• [ACTION ITEM]: Beginning with the line below that contains "about a party" and ending with the line that contains "and built-in agents", copy every line exactly. Copy nothing else.

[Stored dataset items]
——————————

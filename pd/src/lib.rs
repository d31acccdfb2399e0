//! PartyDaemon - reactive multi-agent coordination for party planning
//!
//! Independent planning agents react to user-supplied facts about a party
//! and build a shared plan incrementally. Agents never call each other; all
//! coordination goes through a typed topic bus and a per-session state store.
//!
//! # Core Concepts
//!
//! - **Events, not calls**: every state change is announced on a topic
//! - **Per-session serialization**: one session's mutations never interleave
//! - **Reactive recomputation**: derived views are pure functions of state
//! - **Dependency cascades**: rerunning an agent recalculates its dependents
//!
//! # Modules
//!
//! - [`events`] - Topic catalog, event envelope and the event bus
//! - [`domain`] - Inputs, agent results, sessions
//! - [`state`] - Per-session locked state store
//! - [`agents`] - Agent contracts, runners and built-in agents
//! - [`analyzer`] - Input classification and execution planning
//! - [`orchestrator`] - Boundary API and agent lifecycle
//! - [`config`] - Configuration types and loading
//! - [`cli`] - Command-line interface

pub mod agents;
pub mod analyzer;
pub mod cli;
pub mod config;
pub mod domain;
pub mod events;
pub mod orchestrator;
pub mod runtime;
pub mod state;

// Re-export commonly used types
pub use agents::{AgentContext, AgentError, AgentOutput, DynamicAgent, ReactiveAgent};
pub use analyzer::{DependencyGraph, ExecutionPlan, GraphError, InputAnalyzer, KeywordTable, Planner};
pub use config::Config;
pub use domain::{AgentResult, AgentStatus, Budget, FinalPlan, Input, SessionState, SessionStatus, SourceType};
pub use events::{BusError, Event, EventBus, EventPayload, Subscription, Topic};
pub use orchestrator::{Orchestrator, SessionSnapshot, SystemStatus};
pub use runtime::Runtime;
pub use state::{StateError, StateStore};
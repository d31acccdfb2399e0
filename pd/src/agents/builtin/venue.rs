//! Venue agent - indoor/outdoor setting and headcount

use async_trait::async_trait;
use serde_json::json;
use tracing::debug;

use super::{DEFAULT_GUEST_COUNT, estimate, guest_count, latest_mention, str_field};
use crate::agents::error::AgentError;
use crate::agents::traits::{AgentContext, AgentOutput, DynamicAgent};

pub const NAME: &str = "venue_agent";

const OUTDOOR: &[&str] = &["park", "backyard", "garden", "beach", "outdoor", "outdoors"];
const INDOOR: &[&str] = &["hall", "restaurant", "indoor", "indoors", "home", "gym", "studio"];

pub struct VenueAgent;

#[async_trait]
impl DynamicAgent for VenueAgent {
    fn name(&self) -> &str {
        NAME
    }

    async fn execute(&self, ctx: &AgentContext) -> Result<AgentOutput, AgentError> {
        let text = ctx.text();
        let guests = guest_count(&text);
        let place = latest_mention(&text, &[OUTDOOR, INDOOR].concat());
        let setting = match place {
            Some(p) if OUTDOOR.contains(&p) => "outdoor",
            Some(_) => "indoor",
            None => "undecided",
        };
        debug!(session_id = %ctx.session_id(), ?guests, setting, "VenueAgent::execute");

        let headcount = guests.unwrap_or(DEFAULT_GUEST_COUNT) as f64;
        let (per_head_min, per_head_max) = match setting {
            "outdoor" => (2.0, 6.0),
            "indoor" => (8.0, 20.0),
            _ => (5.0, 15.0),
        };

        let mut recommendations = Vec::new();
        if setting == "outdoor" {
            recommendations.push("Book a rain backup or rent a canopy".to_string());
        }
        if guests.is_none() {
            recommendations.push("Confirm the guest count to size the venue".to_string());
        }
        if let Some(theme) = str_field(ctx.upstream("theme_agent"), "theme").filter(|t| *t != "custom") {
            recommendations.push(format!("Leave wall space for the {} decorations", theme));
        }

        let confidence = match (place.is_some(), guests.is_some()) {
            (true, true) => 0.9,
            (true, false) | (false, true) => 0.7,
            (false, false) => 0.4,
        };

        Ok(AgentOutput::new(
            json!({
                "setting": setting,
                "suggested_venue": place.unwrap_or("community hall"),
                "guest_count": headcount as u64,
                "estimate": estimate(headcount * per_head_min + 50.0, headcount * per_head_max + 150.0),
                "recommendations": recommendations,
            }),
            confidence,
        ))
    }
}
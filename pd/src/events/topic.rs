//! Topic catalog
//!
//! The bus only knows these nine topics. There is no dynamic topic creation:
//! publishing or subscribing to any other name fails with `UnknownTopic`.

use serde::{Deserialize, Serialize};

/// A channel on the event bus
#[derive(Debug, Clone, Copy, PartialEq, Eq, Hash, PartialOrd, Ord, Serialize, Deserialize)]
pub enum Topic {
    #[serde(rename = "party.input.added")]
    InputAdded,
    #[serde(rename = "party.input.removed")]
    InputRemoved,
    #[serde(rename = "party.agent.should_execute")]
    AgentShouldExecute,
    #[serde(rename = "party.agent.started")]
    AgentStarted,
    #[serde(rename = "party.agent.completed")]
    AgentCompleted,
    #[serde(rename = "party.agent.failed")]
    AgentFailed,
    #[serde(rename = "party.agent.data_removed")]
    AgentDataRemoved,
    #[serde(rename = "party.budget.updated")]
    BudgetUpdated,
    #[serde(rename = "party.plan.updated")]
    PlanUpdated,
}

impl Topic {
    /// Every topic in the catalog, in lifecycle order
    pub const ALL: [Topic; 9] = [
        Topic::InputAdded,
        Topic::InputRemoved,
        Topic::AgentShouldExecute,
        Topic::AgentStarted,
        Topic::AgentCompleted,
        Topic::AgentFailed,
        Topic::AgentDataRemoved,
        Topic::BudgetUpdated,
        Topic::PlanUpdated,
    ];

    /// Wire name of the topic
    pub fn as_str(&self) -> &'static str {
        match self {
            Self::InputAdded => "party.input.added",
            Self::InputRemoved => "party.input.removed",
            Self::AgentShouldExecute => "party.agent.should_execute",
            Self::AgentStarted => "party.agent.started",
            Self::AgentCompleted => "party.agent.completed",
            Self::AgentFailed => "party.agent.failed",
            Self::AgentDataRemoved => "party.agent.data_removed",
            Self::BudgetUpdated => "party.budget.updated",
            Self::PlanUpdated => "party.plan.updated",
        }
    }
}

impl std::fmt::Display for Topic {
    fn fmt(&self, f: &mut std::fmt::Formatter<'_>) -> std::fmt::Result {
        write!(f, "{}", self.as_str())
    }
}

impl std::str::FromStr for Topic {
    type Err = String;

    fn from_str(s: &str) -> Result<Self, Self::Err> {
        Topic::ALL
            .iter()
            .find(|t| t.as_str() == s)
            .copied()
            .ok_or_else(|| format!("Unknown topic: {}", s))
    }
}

——————————

• [WRITTEN REPLY]:
//! Independent planning agents react to user-supplied facts about a party
//! and build a shared plan incrementally. Agents never call each other; all
//! coordination goes through a typed topic bus and a per-session state store.
//!
//! # Core Concepts
//!
//! - **Events, not calls**: every state change is announced on a topic
//! - **Per-session serialization**: one session's mutations never interleave
//! - **Reactive recomputation**: derived views are pure functions of state
//! - **Dependency cascades**: rerunning an agent recalculates its dependents
//!
//! # Modules
//!
//! - [`events`] - Topic catalog, event envelope and the event bus
//! - [`domain`] - Inputs, agent results, sessions
//! - [`state`] - Per-session locked state store
//! - [`agents`] - Agent contracts, runners and built-in agents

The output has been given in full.